2008-01-22 Thread Michael Speer
On Jan 22, 2008 11:59 AM, Derek Elkins <[EMAIL PROTECTED]> wrote:
> On Tue, 2008-01-22 at 11:55 -0500, Michael Speer wrote:
> > I've been using the creation of a regular expression engine as an
> > ongoing project to learn Haskell.  Last night I created the newest
> > iteration.
> >
> > My love for the irrefutable pattern can be found in the definition of
> > the rexn ( apply repetition to extracted nodes ) function below.
> > /snip
> >   rexn ns pps = let ( ~( xs , rps ) ,
> >   ~( ~( nxs ) ,
> >  ~( rxs , rrps ) ) ) = ( exn nxs pps ,
>
> ~nxs is redundant.
>
> > Beautiful, beautiful lazy execution and irrefutable pattern matching.
> > The data flow is able to easily twist in and out of functions, even as
> > an argument to the function call that creates it.
> >
> > Is this kind of usage normal?
>
> No.  Irrefutable patterns are usually the right thing to use in circular
> programs, but usually you only need a few well-placed irrefutable
> patterns.  I suspect most (all?) of yours are unnecessary.  The use of

You're absolutely right.  Thank you. I am learning this on my own and
had originally figured out how to use them by nesting like that.  I
had written something like this without them and got it to work on
discovering and adding them.  Not one of the lazy marks was required
in the current version.  The implicit lazy bindings carried everything
through fine.  Perhaps it was the nested tuples that required them in
the other version.  It would smash the stack without them.

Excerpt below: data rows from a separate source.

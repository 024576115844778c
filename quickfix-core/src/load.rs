//! Pass file ingestion.
//!
//! Loading is tolerant: a pass that cannot be read or parsed is kept with its
//! error so the report can list it, and the remaining passes still resolve.

use anyhow::Context;
use camino::{Utf8Path, Utf8PathBuf};
use fs_err as fs;
use glob::glob;
use quickfix_types::pass::PassFile;
use thiserror::Error;
use tracing::debug;

#[derive(Debug, Clone)]
pub struct LoadedPass {
    pub path: Utf8PathBuf,
    pub pass: Result<PassFile, PassLoadError>,
}

#[derive(Debug, Error, Clone, PartialEq, Eq)]
pub enum PassLoadError {
    #[error("io error: {message}")]
    Io { message: String },

    #[error("json parse error: {message}")]
    Json { message: String },
}

/// Reads one pass file, capturing failures in [`LoadedPass::pass`].
pub fn load_pass_file(path: &Utf8Path) -> LoadedPass {
    let pass = match fs::read_to_string(path) {
        Ok(s) => serde_json::from_str::<PassFile>(&s).map_err(|e| PassLoadError::Json {
            message: e.to_string(),
        }),
        Err(e) => Err(PassLoadError::Io {
            message: e.to_string(),
        }),
    };
    LoadedPass {
        path: path.to_path_buf(),
        pass,
    }
}

/// Loads every `*.pass.json` directly under `dir`, sorted by path.
pub fn load_passes(dir: &Utf8Path) -> anyhow::Result<Vec<LoadedPass>> {
    let pattern = dir.join("*.pass.json");
    let pattern_str = pattern.as_str();

    debug!(pattern = %pattern_str, "scanning for pass files");

    let mut out = Vec::new();
    for entry in glob(pattern_str).context("glob *.pass.json")? {
        let path = entry
            .map_err(|e| anyhow::anyhow!("glob error: {e}"))?
            .to_string_lossy()
            .to_string();
        out.push(load_pass_file(Utf8Path::new(&path)));
    }

    // Deterministic order matters.
    out.sort_by(|a, b| a.path.cmp(&b.path));
    Ok(out)
}

#[cfg(test)]
mod tests {
    use super::*;
    use quickfix_syntax::make;
    use tempfile::TempDir;

    fn utf8_dir(temp: &TempDir) -> Utf8PathBuf {
        Utf8PathBuf::from_path_buf(temp.path().to_path_buf()).expect("utf8")
    }

    #[test]
    fn loads_sorted_and_keeps_failures() {
        let temp = TempDir::new().expect("temp dir");
        let dir = utf8_dir(&temp);
        let pass = PassFile::new("src/B.kt", make::file(vec![make::name_ref("b")]));
        std::fs::write(dir.join("b.pass.json"), serde_json::to_string(&pass).unwrap())
            .expect("write");
        std::fs::write(dir.join("a.pass.json"), "{ not json").expect("write");
        std::fs::write(dir.join("notes.json"), "{}").expect("write");

        let loaded = load_passes(&dir).expect("load");
        let names: Vec<_> = loaded.iter().map(|p| p.path.file_name().unwrap()).collect();
        assert_eq!(names, vec!["a.pass.json", "b.pass.json"]);
        assert!(matches!(loaded[0].pass, Err(PassLoadError::Json { .. })));
        assert_eq!(loaded[1].pass.as_ref().unwrap().source_name, "src/B.kt");
    }

    #[test]
    fn missing_file_is_io_error() {
        let loaded = load_pass_file(Utf8Path::new("/definitely/not/here.pass.json"));
        assert!(matches!(loaded.pass, Err(PassLoadError::Io { .. })));
    }

    #[test]
    fn empty_dir_has_no_passes() {
        let temp = TempDir::new().expect("temp dir");
        assert!(load_passes(&utf8_dir(&temp)).expect("load").is_empty());
    }
}
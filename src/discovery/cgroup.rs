//! Socket discovery for every process in a cgroup.

use std::path::Path;

use crate::socket::Socket;

use super::{Error, Result, ss};

/// Unions pid-based discovery over every member of the cgroup at `dir`.
///
/// # Errors
///
/// Fails if `cgroup.procs` cannot be read or any member pid's sockets cannot
/// be discovered.
pub fn cgroup_sockets(dir: &Path) -> Result<Vec<Socket>> {
    let procs = dir.join("cgroup.procs");
    let contents = std::fs::read_to_string(&procs).map_err(|source| Error::FileRead {
        path: procs.clone(),
        source,
    })?;
    let pids = parse_member_pids(&contents, &procs)?;
    log::debug!("cgroup `{}` has {} member processes", dir.display(), pids.len());

    let mut sockets = Vec::new();
    for pid in pids {
        sockets.extend(ss::pid_sockets(pid)?);
    }
    Ok(sockets)
}

/// Parses the pid-per-line contents of a `cgroup.procs` file.
pub(crate) fn parse_member_pids(contents: &str, origin: &Path) -> Result<Vec<i32>> {
    contents
        .split_whitespace()
        .map(|token| {
            token.parse().map_err(|_| Error::InvalidPid {
                pid: token.to_owned(),
                path: origin.to_path_buf(),
            })
        })
        .collect()
}
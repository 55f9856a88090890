//! Socket discovery per target variant.
//!
//! Each mechanism returns the finite set of `{family, proto, port}` tuples
//! the target listens on; the rest of the system only depends on that shape.
//! Every parser takes the tool's output as text, so the external tools are
//! only needed at the thin command wrappers. An empty result is a valid
//! return value; the lifecycle refuses to manage such a target.

mod cgroup;
mod docker;
mod error;
mod ss;
mod systemd;

pub use cgroup::cgroup_sockets;
pub use docker::container_sockets;
pub use error::{Error, Result};
pub use ss::pid_sockets;
pub use systemd::service_sockets;

/// Runs an external discovery tool and captures its stdout.
pub(crate) fn capture(program: &'static str, args: &[&str]) -> Result<String> {
    log::info!("{} {}", program, args.join(" "));
    let output = std::process::Command::new(program)
        .args(args)
        .output()
        .map_err(|source| Error::CommandSpawn { program, source })?;
    if !output.status.success() {
        return Err(Error::CommandStatus {
            program,
            status: output.status,
        });
    }
    String::from_utf8(output.stdout).map_err(|source| Error::CommandEncoding { program, source })
}
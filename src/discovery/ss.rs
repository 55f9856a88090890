//! Listening-socket discovery for a single process, via `ss -tunlp`.

use crate::socket::{self, Family, Proto, Socket};

use super::{Error, Result, capture};

/// Discovers the listening sockets owned by `pid`.
///
/// # Errors
///
/// Fails if `ss` cannot be run or a line owned by the pid does not parse.
pub fn pid_sockets(pid: i32) -> Result<Vec<Socket>> {
    let listing = capture("ss", &["-tunlp"])?;
    parse_listing(&listing, pid)
}

/// Extracts the sockets owned by `pid` from an `ss -tunlp` listing.
///
/// A listing line reads
/// `tcp LISTEN 0 128 0.0.0.0:22 0.0.0.0:* users:(("sshd",pid=1234,fd=3))`.
/// The netid column carries the protocol and the fifth column the local
/// address; ownership is matched on the exact `pid=<pid>,` token so pid 123
/// never matches pid 1234. Lines for other processes (including the header)
/// are skipped entirely.
pub(crate) fn parse_listing(listing: &str, pid: i32) -> Result<Vec<Socket>> {
    let needle = format!("pid={pid},");
    let mut sockets = Vec::new();
    for line in listing.lines() {
        if !line.contains(&needle) {
            continue;
        }
        parse_line(line, &mut sockets)?;
    }
    Ok(sockets)
}

fn parse_line(line: &str, out: &mut Vec<Socket>) -> Result<()> {
    let mut fields = line.split_whitespace();
    let proto: Proto = fields
        .next()
        .ok_or_else(|| Error::MissingField {
            field: "netid",
            line: line.to_owned(),
        })?
        .parse()
        .map_err(|source| Error::InvalidSocket {
            line: line.to_owned(),
            source,
        })?;
    let local = fields.nth(3).ok_or_else(|| Error::MissingField {
        field: "local address",
        line: line.to_owned(),
    })?;
    let (addr, port) = local.rsplit_once(':').ok_or_else(|| Error::MissingField {
        field: "port separator",
        line: line.to_owned(),
    })?;
    let port = socket::parse_port(port).map_err(|source| Error::InvalidSocket {
        line: line.to_owned(),
        source,
    })?;

    // `*` is a bind to every address of both families; `[...]` is an ipv6
    // literal; anything else (including `0.0.0.0`) is ipv4.
    if addr == "*" {
        out.push(Socket::new(Family::Ipv4, proto, port));
        out.push(Socket::new(Family::Ipv6, proto, port));
    } else if addr.starts_with('[') {
        out.push(Socket::new(Family::Ipv6, proto, port));
    } else {
        out.push(Socket::new(Family::Ipv4, proto, port));
    }
    Ok(())
}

> tuples also feels a bit excessive as an impression.  I'd have to really
> look to decide, but it gives me the feeling that a data structure should
> be being used somewhere.  Your many unnecessary parentheses bothers me,
> but I tend to dislike any unnecessary ones except where there might
> reasonably be some ambiguity while reading.  I also recommend trying a
> different way of laying out your code as most of it is wrapped below and
> most of -that- is due to it being excessively indented.  Perhaps pull
> some of the lambdas into functions.
>

I didn't consider the wrapping when I posted.  It is easier read where
I posted it in my blog :
http://michaelspeer.blogspot.com/2008/01/irrefutable-pattern-love.html

Thanks.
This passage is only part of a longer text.